Hélas ! Monstre d'imaginaire,
Ce rêve est une chimère,
Un fantasme insensé,
Fleuri, comme une pensée.
2. " Le poète, ce rêveur", The bic Lebrowsky
Le poème récompensé de la madeleine d'argent s'intitule "Le poète, ce rêveur" et nous plonge directement dans une lecture méta-poétique où l'écriture s'interroge elle-même sur les fonctions qu'elle occupe et la nature de son énonciation. Mise en abîme du poète lui-même, l'instance poétique y dresse le portrait de "cet homme" , archétype du voyageur qui arpente la vie et les rues en égrenant dans sa course, des rimes. Rimbaud voyant, maudis et rêveur, il initie le "je" mais aussi le lecteur au métier de poète à travers un parcours initiatique dépaysant qui nous transporte à un autre niveau de perception plus évocateur et lyrique. Une invitation au voyage qui a aussi su conquérir les cœurs du jury !
Le poète, ce rêveur…
J’ai croisé la route de cet homme, un vestige
esseulé.

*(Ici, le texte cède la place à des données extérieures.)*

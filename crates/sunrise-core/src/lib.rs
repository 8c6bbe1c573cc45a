//! Core of the `sunrise` recovery daemon.
//!
//! Watches the Sunshine log for a trigger line (a client found no display),
//! and when a new one appears, runs a command to wake the display and
//! optionally restarts Sunshine.
//!
//! # Layout
//!
//! ```text
//! timestamp      parse "[YYYY-MM-DD HH:MM:SS.mmm]" line prefixes
//! observe        read log size + lines
//! tracker        rotation detection and per-timestamp deduplication
//! command        CommandSpec, Launcher trait, SystemLauncher
//! orchestrator   one tick: scan, then wake / wait / restart
//! config         YAML config, validation, resolved Settings
//! ```

pub mod command;
pub mod config;
pub mod error;
pub mod io;
pub mod observe;
pub mod orchestrator;
pub mod timestamp;
pub mod tracker;

pub use error::{Result, SunriseError};
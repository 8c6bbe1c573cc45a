//! External command specs and the process launcher seam.
//!
//! Commands come from the config as single strings and are split into a
//! program and arguments once, at startup. [`Launcher`] is the boundary the
//! orchestrator drives; [`SystemLauncher`] backs it with real processes.

use std::fmt;
use std::process::{Child, Command, Stdio};

use serde::Serialize;
use thiserror::Error;

use crate::error::{Result, SunriseError};

/// Bytes of stderr kept when a synchronous command fails.
const STDERR_TAIL_BYTES: usize = 500;

/// A program and its arguments.
#[derive(Debug, Clone, PartialEq, Eq, Serialize)]
pub struct CommandSpec {
    pub program: String,
    pub args: Vec<String>,
}

impl CommandSpec {
    /// Split a command line using POSIX shell quoting rules.
    pub fn parse(line: &str) -> Result<Self> {
        let words = shell_words::split(line)
            .map_err(|e| SunriseError::Command(format!("'{line}': {e}")))?;
        let mut words = words.into_iter();
        let program = words
            .next()
            .ok_or_else(|| SunriseError::Command("command is empty".into()))?;
        Ok(Self {
            program,
            args: words.collect(),
        })
    }

    fn to_command(&self) -> Command {
        let mut cmd = Command::new(&self.program);
        cmd.args(&self.args);
        cmd
    }
}

impl fmt::Display for CommandSpec {
    fn fmt(&self, f: &mut fmt::Formatter<'_>) -> fmt::Result {
        let mut words = Vec::with_capacity(self.args.len() + 1);
        words.push(self.program.as_str());
        words.extend(self.args.iter().map(String::as_str));
        f.write_str(&shell_words::join(words))
    }
}

/// How a synchronously run command finished.
#[derive(Debug, Clone, PartialEq, Eq)]
pub struct RunStatus {
    pub success: bool,
    /// `None` when the process was terminated by a signal.
    pub code: Option<i32>,
    /// Tail of stderr, empty when the command succeeded.
    pub stderr: String,
}

impl RunStatus {
    pub fn success() -> Self {
        Self {
            success: true,
            code: Some(0),
            stderr: String::new(),
        }
    }

    pub fn exited(code: i32) -> Self {
        Self {
            success: code == 0,
            code: Some(code),
            stderr: String::new(),
        }
    }
}

impl fmt::Display for RunStatus {
    fn fmt(&self, f: &mut fmt::Formatter<'_>) -> fmt::Result {
        match self.code {
            Some(code) => write!(f, "exit status {code}"),
            None => f.write_str("terminated by signal"),
        }
    }
}

/// The command could not be started at all.
#[derive(Debug, Error)]
#[error("failed to launch '{command}': {source}")]
pub struct LaunchError {
    pub command: String,
    #[source]
    pub source: std::io::Error,
}

impl LaunchError {
    pub fn new(spec: &CommandSpec, source: std::io::Error) -> Self {
        Self {
            command: spec.to_string(),
            source,
        }
    }
}

/// Runs external commands for the orchestrator.
pub trait Launcher {
    /// Run `spec` to completion.
    fn run(&mut self, spec: &CommandSpec) -> std::result::Result<RunStatus, LaunchError>;

    /// Start `spec` and return without waiting for it.
    fn spawn_detached(&mut self, spec: &CommandSpec) -> std::result::Result<(), LaunchError>;

    /// Collect detached children that have exited since the last call.
    fn reap(&mut self) {}
}

/// [`Launcher`] backed by `std::process`.
#[derive(Debug, Default)]
pub struct SystemLauncher {
    detached: Vec<(String, Child)>,
}

impl SystemLauncher {
    pub fn new() -> Self {
        Self::default()
    }

    /// Detached children that have not been reaped yet.
    pub fn pending(&self) -> usize {
        self.detached.len()
    }
}

impl Launcher for SystemLauncher {
    fn run(&mut self, spec: &CommandSpec) -> std::result::Result<RunStatus, LaunchError> {
        let output = spec
            .to_command()
            .stdin(Stdio::null())
            .output()
            .map_err(|e| LaunchError::new(spec, e))?;

        let stderr = if output.status.success() {
            String::new()
        } else {
            tail(&String::from_utf8_lossy(&output.stderr), STDERR_TAIL_BYTES)
        };
        Ok(RunStatus {
            success: output.status.success(),
            code: output.status.code(),
            stderr,
        })
    }

    fn spawn_detached(&mut self, spec: &CommandSpec) -> std::result::Result<(), LaunchError> {
        let child = spec
            .to_command()
            .stdin(Stdio::null())
            .stdout(Stdio::null())
            .stderr(Stdio::null())
            .spawn()
            .map_err(|e| LaunchError::new(spec, e))?;
        tracing::debug!(command = %spec, pid = child.id(), "detached process started");
        self.detached.push((spec.to_string(), child));
        Ok(())
    }

    fn reap(&mut self) {
        self.detached.retain_mut(|(command, child)| match child.try_wait() {
            Ok(Some(status)) => {
                tracing::debug!(command = %command, %status, "detached process exited");
                false
            }
            Ok(None) => true,
            Err(e) => {
                tracing::warn!(command = %command, error = %e, "unable to poll detached process");
                false
            }
        });
    }
}

/// Last `max` bytes of `s`, trimmed, cut on a char boundary.
fn tail(s: &str, max: usize) -> String {
    let s = s.trim();
    if s.len() <= max {
        return s.to_string();
    }
    let mut start = s.len() - max;
    while !s.is_char_boundary(start) {
        start += 1;
    }
    s[start..].to_string()
}
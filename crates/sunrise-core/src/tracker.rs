//! Deduplication of trigger occurrences across polls.
//!
//! The log is re-read in full on every poll, so the same trigger line is seen
//! many times. [`OccurrenceTracker`] remembers the newest timestamp it has
//! already reported and only reports a trigger again once a strictly later
//! one shows up. A shrinking file means Sunshine recreated its log; the
//! remembered timestamp is dropped so the fresh log is judged on its own.

use chrono::{DateTime, Local};
use serde::Serialize;

use crate::observe::LogObservation;
use crate::timestamp::parse_timestamp;

/// A log line containing the trigger, with its parsed timestamp.
#[derive(Debug, Clone, PartialEq, Eq, Serialize)]
pub struct TriggerEvent {
    pub line: String,
    pub timestamp: DateTime<Local>,
}

/// State carried from one poll to the next.
#[derive(Debug, Clone, Default, PartialEq, Eq)]
pub struct TrackingState {
    pub last_file_size: u64,
    pub last_handled: Option<DateTime<Local>>,
}

#[derive(Debug, Clone, PartialEq, Eq, Serialize)]
#[serde(tag = "status", rename_all = "snake_case")]
pub enum Detection {
    /// No line with a parsable timestamp contains the trigger.
    NoTrigger,
    /// A trigger newer than anything handled before.
    NewTrigger(TriggerEvent),
    /// The newest trigger was already reported by an earlier poll.
    AlreadyHandled { handled_at: DateTime<Local> },
}

/// Result of feeding one observation to the tracker.
#[derive(Debug, Clone, PartialEq, Eq, Serialize)]
pub struct Scan {
    pub detection: Detection,
    /// The file shrank since the previous poll.
    pub rotated: bool,
    /// Lines containing the trigger, parsable or not.
    pub matching_lines: usize,
    /// Matching lines skipped because their timestamp did not parse.
    pub unparsable_lines: usize,
}

#[derive(Debug, Clone)]
pub struct OccurrenceTracker {
    trigger: String,
    state: TrackingState,
}

impl OccurrenceTracker {
    pub fn new(trigger: impl Into<String>) -> Self {
        Self {
            trigger: trigger.into(),
            state: TrackingState::default(),
        }
    }

    pub fn trigger(&self) -> &str {
        &self.trigger
    }

    pub fn state(&self) -> &TrackingState {
        &self.state
    }

    /// Decide whether `obs` holds a trigger that has not been handled yet.
    ///
    /// Reporting [`Detection::NewTrigger`] marks it handled; the caller is
    /// expected to act on it.
    pub fn observe(&mut self, obs: &LogObservation) -> Scan {
        let rotated = obs.size < self.state.last_file_size;
        if rotated {
            tracing::info!(
                previous_size = self.state.last_file_size,
                size = obs.size,
                "log appears to have rotated; resetting trigger tracking"
            );
            self.state.last_handled = None;
        }
        self.state.last_file_size = obs.size;

        let mut latest: Option<TriggerEvent> = None;
        let mut matching_lines = 0;
        let mut unparsable_lines = 0;

        for line in obs.lines.iter().filter(|l| l.contains(&self.trigger)) {
            matching_lines += 1;
            let timestamp = match parse_timestamp(line) {
                Ok(t) => t,
                Err(e) => {
                    unparsable_lines += 1;
                    tracing::warn!(line = %line, error = %e, "unable to parse log timestamp; skipping line");
                    continue;
                }
            };
            if latest.as_ref().map_or(true, |l| timestamp > l.timestamp) {
                latest = Some(TriggerEvent {
                    line: line.clone(),
                    timestamp,
                });
            }
        }

        let detection = match latest {
            None => {
                self.state.last_handled = None;
                Detection::NoTrigger
            }
            Some(event) => match self.state.last_handled {
                Some(handled) if event.timestamp <= handled => {
                    Detection::AlreadyHandled { handled_at: handled }
                }
                _ => {
                    self.state.last_handled = Some(event.timestamp);
                    Detection::NewTrigger(event)
                }
            },
        };

        Scan {
            detection,
            rotated,
            matching_lines,
            unparsable_lines,
        }
    }
}
//! Timestamp extraction for Sunshine log lines.
//!
//! Sunshine prefixes every entry with a local wall-clock timestamp:
//!
//! ```text
//! [2024-01-01 10:00:00.000]: Error: Couldn't find monitor
//! ```
//!
//! Only that exact shape is accepted. Anything else is a [`TimestampError`],
//! which callers treat as "skip this line", never as a fatal condition.

use chrono::{DateTime, Local, LocalResult, NaiveDateTime, TimeZone, Timelike};
use regex::Regex;
use std::sync::OnceLock;
use thiserror::Error;

/// `chrono` format matching the bracketed body once its shape is verified.
const TIMESTAMP_FORMAT: &str = "%Y-%m-%d %H:%M:%S%.f";

static SHAPE_RE: OnceLock<Regex> = OnceLock::new();

fn shape_re() -> &'static Regex {
    SHAPE_RE.get_or_init(|| {
        Regex::new(r"^[0-9]{4}-[0-9]{2}-[0-9]{2} [0-9]{2}:[0-9]{2}:[0-9]{2}\.[0-9]{3}$")
            .expect("static regex")
    })
}

#[derive(Debug, Error)]
pub enum TimestampError {
    #[error("log line does not start with '['")]
    MissingOpenBracket,

    #[error("log line has no closing ']'")]
    MissingCloseBracket,

    #[error("'{0}' is not of the form YYYY-MM-DD HH:MM:SS.mmm")]
    Malformed(String),

    #[error("'{raw}' is not a valid date-time: {source}")]
    InvalidDate {
        raw: String,
        #[source]
        source: chrono::ParseError,
    },

    #[error("'{0}' has a second value outside 00-59")]
    SecondOutOfRange(String),

    #[error("'{0}' does not exist in the local time zone")]
    NonexistentLocalTime(String),
}

/// Parse the leading `[YYYY-MM-DD HH:MM:SS.mmm]` of `line` as local time.
pub fn parse_timestamp(line: &str) -> Result<DateTime<Local>, TimestampError> {
    parse_timestamp_in(line, &Local)
}

/// Same as [`parse_timestamp`] but interprets the wall-clock value in `tz`.
///
/// A value that occurs twice (DST fold) resolves to the earlier instant.
pub fn parse_timestamp_in<Tz: TimeZone>(
    line: &str,
    tz: &Tz,
) -> Result<DateTime<Tz>, TimestampError> {
    let naive = parse_naive(line)?;
    match tz.from_local_datetime(&naive) {
        LocalResult::Single(t) => Ok(t),
        LocalResult::Ambiguous(earliest, _) => Ok(earliest),
        LocalResult::None => Err(TimestampError::NonexistentLocalTime(naive.to_string())),
    }
}

fn parse_naive(line: &str) -> Result<NaiveDateTime, TimestampError> {
    let Some(rest) = line.strip_prefix('[') else {
        return Err(TimestampError::MissingOpenBracket);
    };
    let Some(end) = rest.find(']') else {
        return Err(TimestampError::MissingCloseBracket);
    };
    let raw = &rest[..end];

    if !shape_re().is_match(raw) {
        return Err(TimestampError::Malformed(raw.to_string()));
    }

    let naive = NaiveDateTime::parse_from_str(raw, TIMESTAMP_FORMAT).map_err(|source| {
        TimestampError::InvalidDate {
            raw: raw.to_string(),
            source,
        }
    })?;

    // chrono reads second 60 as a leap second, stored as an overflowing nanosecond.
    if naive.nanosecond() >= 1_000_000_000 {
        return Err(TimestampError::SecondOutOfRange(raw.to_string()));
    }
    Ok(naive)
}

Chaque jour comme les murs de Rome,
on remuait ses vieilles eaux de nos doigts gelés,
caressant uniquement ces foutus vestiges.
Cet homme qui rôdait, il nous mettait en garde,
et lui savait; il l’a vécu, bien avant nous.
ses rêves se sont effondrés, oui, se lézardent
encore l’hiver, quand bat le froid et le vent...
Son coin du feu à lui, c’est un champs de bataille:
il m’y narre son récit, jusqu’au soleil levant,
nos âmes se taillent et j’apprends qu’il y mourra
quand il sera sur le devant d’un opéra,
d'une pièce qui jamais ne s'est arrêté,
mais toujours elle finit mal, dans le plein hiver
alors que sonne l'été.
Je reprends sa route dans l'ordre mis en place,
par nos bons ancêtres qui se sont bien battus,
dans la neige boueuse poète se lasse,
suit le chemin du froid et du Ventoux, perdu.
3. La Chimère, U2π
Le troisième poème récompensé par les jurés de la madeleine de bronze insiste sur la dimension monstrueuse de la chimère à qui le poète donne un visage profondément humain. Réflexion sur l'intolérance, ce poème touche par sa brutalité. La faiblesse de l'enfant chétive dépeinte comme livrée à elle même et privée de défenses face à la haine de ses camarades suscite la pitié et la sympathie du lecteur qui est saisi par ce cri de détresse. Le passage par l'imaginaire rend l'appel d'autant plus poignant qu'il reste ignoré par celui qui aurait considéré trop vite ou trop peu ce "je" prêt à franchir le pas et qui nous interpelle, s'adresse à nous, lecteur, par le recours au "vous". Un poème saisissant qui donnerait envie d'intervenir.
Papa, Maman, j’ai peur ! Elle est cachée sous mon lit.
J’ai 10 ans les mots se mélangent.
C’est un amas qui me démange,
Un monstre qui me poursuit de jour comme de nuit.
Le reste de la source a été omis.